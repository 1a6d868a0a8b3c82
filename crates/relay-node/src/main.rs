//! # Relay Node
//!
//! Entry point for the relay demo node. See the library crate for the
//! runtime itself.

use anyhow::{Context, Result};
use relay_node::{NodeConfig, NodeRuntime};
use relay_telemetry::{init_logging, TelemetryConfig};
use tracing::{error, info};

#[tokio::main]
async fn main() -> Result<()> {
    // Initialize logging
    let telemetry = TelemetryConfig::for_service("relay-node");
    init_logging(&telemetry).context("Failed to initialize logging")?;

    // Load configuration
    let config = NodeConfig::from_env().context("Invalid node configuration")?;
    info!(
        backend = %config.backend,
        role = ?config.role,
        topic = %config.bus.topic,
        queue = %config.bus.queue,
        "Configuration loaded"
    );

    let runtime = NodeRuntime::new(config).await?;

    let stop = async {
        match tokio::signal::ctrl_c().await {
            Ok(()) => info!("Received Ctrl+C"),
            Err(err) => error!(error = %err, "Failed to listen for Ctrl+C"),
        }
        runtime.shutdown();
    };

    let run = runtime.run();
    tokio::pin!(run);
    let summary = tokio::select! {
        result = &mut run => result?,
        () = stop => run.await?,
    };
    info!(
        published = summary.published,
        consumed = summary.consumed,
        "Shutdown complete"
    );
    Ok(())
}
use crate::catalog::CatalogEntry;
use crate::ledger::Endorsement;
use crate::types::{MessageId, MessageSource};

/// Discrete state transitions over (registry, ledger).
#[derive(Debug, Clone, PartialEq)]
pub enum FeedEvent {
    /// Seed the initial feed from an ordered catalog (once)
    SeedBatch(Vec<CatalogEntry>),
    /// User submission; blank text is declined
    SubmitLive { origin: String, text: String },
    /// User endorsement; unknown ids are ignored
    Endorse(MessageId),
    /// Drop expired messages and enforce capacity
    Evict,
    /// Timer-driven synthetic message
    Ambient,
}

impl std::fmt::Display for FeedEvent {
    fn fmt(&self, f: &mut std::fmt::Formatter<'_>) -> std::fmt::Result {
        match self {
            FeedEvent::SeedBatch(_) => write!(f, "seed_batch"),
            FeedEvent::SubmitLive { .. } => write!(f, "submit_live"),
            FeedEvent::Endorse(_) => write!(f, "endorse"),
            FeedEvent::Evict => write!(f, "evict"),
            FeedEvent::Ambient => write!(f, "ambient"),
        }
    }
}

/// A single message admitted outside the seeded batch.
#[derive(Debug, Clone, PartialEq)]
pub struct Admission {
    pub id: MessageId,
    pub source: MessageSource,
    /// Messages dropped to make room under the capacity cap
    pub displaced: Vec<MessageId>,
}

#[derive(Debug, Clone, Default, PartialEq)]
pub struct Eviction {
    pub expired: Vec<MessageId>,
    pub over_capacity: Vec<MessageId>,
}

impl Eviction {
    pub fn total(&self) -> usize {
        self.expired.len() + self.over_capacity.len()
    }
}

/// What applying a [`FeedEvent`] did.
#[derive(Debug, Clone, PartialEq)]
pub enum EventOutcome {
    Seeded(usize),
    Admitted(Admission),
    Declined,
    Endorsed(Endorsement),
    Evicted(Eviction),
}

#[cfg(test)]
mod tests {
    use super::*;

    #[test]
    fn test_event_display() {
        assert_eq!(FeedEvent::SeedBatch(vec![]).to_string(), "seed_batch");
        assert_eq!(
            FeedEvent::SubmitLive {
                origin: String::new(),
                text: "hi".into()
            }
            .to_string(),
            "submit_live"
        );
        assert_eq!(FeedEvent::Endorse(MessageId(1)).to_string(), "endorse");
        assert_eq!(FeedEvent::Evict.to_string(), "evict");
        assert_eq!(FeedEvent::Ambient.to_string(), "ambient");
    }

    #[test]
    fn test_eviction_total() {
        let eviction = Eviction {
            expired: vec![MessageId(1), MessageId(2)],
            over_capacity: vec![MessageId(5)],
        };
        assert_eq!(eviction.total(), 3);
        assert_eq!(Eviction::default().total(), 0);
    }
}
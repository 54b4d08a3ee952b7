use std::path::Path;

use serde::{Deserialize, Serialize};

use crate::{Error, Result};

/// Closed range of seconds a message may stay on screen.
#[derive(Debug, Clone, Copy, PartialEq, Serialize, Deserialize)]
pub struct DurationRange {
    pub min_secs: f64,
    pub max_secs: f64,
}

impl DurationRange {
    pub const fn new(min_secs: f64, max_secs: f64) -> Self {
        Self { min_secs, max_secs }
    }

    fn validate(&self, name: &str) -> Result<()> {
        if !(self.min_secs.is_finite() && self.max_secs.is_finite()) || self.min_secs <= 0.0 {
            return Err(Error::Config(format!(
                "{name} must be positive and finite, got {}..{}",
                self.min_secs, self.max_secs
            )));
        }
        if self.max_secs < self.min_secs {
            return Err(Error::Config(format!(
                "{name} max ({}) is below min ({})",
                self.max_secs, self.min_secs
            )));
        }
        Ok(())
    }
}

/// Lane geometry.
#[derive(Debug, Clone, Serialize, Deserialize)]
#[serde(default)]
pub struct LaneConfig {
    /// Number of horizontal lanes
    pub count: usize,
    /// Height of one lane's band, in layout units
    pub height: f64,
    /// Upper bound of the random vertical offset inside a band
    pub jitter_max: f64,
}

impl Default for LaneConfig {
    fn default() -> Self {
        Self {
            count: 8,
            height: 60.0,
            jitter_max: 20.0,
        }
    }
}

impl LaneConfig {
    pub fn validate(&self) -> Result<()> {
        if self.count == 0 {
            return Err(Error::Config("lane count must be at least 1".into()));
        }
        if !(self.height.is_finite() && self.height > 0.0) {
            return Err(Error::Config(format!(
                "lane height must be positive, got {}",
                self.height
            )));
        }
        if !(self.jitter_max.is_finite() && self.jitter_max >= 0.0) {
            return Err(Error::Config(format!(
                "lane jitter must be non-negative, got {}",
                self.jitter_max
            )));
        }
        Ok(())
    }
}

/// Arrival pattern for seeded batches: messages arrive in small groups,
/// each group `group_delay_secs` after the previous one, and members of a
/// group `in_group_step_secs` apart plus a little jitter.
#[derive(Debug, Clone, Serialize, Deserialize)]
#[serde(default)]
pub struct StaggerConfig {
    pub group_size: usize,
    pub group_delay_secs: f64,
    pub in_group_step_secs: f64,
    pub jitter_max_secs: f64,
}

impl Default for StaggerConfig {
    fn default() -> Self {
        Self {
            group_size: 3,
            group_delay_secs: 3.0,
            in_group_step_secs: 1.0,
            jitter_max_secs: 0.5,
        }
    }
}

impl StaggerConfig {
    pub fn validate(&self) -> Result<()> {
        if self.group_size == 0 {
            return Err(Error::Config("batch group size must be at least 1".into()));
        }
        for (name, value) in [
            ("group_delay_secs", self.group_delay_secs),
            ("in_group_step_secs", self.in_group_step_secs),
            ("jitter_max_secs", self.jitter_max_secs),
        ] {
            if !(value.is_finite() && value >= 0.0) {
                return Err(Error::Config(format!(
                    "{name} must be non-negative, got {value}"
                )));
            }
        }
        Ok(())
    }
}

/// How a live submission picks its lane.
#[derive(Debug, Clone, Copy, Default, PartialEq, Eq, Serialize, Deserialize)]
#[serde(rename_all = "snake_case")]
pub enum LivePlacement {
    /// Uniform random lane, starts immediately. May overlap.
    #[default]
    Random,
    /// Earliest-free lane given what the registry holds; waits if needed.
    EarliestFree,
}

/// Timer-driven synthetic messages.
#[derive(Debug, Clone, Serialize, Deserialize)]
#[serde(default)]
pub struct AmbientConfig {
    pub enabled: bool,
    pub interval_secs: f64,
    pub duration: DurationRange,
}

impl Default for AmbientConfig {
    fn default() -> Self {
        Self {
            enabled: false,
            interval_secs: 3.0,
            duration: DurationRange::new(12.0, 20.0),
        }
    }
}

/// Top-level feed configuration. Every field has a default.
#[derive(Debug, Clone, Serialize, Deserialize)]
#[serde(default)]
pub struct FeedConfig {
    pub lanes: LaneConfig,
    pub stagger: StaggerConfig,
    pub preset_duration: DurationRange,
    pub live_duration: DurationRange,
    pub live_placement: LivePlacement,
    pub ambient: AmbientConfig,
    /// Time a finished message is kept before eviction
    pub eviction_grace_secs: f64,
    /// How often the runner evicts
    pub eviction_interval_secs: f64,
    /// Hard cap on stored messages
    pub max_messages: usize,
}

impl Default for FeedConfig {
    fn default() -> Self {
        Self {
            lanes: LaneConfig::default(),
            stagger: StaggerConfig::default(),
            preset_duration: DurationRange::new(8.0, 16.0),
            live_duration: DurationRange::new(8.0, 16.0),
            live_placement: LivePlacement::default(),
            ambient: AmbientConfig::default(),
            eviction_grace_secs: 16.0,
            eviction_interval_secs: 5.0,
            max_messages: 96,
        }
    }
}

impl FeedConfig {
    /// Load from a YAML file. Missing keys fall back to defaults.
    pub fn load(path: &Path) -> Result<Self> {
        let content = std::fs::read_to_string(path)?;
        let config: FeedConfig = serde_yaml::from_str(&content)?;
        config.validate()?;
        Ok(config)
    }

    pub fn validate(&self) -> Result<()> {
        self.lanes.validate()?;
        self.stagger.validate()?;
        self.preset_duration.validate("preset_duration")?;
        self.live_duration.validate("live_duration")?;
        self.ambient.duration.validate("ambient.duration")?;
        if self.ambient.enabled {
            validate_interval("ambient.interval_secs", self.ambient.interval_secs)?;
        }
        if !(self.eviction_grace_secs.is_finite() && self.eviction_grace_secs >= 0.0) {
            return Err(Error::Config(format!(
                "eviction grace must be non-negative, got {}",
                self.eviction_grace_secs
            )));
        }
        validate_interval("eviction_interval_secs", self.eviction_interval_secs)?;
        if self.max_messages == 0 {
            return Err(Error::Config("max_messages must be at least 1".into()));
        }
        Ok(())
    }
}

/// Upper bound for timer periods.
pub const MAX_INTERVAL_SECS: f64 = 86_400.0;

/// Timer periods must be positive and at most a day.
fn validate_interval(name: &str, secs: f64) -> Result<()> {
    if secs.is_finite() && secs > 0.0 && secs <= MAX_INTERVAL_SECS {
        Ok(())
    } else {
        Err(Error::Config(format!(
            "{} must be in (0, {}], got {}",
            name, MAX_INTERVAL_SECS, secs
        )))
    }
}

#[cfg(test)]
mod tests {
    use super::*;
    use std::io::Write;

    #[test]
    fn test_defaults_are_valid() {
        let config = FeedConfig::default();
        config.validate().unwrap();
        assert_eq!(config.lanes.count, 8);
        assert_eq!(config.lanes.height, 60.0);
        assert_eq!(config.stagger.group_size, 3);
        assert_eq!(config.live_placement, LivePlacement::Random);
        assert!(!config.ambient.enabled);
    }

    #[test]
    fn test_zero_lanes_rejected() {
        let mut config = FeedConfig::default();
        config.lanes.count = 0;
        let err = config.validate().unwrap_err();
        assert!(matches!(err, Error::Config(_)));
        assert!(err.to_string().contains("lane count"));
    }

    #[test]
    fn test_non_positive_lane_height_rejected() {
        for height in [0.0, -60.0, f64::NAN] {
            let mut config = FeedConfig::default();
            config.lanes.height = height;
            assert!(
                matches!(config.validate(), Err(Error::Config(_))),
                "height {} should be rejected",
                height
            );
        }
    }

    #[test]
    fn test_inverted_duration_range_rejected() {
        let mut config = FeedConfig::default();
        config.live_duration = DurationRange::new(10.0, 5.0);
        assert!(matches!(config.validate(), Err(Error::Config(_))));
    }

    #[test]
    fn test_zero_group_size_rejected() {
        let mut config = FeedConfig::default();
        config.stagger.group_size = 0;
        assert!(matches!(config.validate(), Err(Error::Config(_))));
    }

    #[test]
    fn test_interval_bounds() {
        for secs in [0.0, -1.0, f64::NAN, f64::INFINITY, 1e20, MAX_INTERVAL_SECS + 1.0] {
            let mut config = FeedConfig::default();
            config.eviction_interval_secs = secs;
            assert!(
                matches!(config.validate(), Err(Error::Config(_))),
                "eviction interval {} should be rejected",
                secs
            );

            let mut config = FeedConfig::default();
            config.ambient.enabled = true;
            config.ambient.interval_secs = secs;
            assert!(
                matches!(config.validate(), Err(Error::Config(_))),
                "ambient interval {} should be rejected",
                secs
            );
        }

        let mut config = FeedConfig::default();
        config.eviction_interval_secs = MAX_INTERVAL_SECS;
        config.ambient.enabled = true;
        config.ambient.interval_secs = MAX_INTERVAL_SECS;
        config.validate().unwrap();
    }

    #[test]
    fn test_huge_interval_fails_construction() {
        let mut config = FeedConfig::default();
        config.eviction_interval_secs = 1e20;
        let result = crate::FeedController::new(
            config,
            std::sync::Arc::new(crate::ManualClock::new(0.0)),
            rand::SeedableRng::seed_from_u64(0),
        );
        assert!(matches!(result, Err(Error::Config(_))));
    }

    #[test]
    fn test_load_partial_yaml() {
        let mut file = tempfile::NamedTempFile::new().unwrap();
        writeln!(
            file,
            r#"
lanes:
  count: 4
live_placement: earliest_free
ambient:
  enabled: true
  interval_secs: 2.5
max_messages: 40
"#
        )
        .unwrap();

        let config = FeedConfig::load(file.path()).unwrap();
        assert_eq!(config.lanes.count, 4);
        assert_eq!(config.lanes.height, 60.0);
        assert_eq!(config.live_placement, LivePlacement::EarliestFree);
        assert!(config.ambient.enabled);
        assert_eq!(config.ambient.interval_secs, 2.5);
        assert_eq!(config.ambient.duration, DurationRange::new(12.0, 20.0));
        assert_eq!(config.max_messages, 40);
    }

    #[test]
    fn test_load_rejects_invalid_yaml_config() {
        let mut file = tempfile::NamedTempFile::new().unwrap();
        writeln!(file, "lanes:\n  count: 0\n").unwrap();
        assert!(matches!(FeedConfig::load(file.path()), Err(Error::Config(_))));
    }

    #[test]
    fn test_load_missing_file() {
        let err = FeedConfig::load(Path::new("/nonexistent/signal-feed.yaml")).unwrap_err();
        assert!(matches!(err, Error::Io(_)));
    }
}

...

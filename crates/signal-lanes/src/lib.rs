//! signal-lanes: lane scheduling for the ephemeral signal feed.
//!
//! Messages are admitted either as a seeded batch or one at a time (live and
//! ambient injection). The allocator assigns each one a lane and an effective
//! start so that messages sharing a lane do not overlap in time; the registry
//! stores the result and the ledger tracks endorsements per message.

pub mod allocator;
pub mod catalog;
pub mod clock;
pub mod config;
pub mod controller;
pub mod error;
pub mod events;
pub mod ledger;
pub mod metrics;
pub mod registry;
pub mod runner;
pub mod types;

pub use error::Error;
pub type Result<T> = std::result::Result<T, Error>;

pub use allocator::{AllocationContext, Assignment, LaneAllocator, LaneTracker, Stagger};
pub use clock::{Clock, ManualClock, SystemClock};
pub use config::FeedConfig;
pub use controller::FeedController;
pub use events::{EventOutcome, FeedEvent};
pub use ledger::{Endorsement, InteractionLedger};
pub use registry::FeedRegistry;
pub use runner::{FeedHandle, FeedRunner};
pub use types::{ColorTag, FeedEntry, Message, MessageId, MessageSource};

...

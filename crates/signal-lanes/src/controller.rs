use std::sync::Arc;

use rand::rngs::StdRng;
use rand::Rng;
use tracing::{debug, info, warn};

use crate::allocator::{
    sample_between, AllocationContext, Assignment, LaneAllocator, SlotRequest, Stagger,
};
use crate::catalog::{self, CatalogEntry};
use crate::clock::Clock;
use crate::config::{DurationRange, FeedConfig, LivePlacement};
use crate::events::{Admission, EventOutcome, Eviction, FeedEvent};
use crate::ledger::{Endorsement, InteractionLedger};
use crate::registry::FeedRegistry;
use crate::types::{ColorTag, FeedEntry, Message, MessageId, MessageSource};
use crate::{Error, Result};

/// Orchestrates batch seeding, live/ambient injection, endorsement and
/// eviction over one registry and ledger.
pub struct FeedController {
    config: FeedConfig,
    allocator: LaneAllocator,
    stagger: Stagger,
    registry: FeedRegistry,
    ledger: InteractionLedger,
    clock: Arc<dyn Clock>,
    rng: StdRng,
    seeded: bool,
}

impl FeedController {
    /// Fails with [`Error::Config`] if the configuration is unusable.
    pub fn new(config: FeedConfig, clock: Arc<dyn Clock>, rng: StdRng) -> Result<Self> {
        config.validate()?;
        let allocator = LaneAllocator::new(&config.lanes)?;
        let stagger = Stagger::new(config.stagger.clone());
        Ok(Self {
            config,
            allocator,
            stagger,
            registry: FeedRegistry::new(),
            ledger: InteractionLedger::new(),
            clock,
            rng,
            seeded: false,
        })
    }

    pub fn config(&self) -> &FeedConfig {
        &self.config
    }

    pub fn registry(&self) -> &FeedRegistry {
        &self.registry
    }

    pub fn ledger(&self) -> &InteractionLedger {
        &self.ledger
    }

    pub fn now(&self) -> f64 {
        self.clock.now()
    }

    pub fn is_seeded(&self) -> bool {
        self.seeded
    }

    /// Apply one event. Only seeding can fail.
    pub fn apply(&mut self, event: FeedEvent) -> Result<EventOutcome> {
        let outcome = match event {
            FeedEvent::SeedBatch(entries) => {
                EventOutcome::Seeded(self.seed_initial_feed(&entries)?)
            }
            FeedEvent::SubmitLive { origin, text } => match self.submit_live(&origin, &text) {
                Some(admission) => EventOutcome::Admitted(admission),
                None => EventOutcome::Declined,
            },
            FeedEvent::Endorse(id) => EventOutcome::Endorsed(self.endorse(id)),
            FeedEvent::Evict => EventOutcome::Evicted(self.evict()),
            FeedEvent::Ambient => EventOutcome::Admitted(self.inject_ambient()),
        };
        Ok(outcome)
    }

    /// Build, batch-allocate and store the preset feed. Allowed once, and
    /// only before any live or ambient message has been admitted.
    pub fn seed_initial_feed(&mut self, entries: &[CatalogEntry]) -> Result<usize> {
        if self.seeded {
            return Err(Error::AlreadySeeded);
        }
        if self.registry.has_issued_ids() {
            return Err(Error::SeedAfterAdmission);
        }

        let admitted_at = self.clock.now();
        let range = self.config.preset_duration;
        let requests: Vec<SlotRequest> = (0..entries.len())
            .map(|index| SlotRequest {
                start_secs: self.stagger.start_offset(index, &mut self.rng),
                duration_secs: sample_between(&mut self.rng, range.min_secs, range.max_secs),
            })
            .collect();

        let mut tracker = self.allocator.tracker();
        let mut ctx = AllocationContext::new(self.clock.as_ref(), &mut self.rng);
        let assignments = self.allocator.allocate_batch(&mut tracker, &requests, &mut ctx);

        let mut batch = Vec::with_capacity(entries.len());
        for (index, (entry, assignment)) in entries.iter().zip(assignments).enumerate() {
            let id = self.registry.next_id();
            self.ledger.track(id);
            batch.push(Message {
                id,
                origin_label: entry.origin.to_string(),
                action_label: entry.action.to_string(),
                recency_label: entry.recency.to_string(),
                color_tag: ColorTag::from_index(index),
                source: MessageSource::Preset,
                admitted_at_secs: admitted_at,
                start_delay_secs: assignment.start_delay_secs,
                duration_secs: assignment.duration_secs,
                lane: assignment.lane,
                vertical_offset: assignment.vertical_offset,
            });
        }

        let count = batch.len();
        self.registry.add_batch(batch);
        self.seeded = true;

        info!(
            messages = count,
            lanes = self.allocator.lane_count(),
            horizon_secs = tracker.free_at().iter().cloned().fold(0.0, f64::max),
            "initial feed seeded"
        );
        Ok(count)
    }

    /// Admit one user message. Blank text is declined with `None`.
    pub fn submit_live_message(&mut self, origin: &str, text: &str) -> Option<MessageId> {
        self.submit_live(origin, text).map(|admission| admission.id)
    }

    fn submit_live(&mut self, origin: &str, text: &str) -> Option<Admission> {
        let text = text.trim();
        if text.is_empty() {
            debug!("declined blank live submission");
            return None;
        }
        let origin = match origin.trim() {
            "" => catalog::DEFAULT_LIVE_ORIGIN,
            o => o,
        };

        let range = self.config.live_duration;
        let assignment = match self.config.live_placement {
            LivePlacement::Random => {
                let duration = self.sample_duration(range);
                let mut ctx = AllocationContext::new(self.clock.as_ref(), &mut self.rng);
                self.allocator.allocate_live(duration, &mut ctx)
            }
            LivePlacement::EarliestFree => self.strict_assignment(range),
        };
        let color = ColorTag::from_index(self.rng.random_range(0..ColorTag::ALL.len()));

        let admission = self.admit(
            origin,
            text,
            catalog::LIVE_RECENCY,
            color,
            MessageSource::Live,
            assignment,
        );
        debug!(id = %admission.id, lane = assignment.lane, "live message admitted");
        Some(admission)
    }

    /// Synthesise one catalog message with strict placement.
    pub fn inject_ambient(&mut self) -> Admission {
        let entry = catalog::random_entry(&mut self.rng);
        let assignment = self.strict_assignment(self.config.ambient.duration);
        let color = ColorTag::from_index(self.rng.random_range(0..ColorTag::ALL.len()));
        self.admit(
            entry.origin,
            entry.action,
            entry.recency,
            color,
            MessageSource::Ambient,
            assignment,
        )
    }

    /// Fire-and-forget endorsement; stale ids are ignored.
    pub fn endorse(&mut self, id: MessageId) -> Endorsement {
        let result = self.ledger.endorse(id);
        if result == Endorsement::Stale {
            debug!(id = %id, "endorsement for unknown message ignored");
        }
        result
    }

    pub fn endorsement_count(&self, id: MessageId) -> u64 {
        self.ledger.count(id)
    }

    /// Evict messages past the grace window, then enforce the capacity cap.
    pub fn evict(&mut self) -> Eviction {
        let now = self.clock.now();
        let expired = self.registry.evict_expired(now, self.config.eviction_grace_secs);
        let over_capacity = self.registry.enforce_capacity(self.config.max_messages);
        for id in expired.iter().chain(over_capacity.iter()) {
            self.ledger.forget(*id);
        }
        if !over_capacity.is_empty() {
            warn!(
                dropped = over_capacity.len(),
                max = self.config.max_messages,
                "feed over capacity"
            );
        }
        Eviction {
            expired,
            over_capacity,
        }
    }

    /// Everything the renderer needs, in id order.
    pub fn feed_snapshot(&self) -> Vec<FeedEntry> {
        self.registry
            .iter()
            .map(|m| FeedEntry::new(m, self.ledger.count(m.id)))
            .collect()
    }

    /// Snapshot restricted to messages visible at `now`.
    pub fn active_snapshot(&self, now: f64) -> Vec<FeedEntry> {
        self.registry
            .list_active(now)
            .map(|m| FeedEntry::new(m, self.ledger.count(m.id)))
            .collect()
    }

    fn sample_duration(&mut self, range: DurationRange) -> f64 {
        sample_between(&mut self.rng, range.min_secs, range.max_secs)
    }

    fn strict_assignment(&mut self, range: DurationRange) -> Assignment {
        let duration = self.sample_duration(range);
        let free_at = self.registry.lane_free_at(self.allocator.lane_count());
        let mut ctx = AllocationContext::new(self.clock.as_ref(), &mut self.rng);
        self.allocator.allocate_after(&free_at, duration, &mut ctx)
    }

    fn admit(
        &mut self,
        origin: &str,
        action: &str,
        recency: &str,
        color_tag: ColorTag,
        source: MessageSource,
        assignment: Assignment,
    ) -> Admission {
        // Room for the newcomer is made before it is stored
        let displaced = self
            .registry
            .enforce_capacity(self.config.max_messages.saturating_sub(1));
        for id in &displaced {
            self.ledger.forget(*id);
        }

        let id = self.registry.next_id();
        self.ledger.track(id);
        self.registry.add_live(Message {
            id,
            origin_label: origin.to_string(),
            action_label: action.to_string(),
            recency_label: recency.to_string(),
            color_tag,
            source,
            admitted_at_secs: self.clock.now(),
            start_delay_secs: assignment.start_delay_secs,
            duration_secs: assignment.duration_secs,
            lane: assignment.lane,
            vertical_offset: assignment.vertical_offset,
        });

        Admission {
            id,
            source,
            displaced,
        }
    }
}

TASK GOAL
If a line of the listing contains the word "requests", count it; then give the total and nothing else.

SOLUTION BELOW
2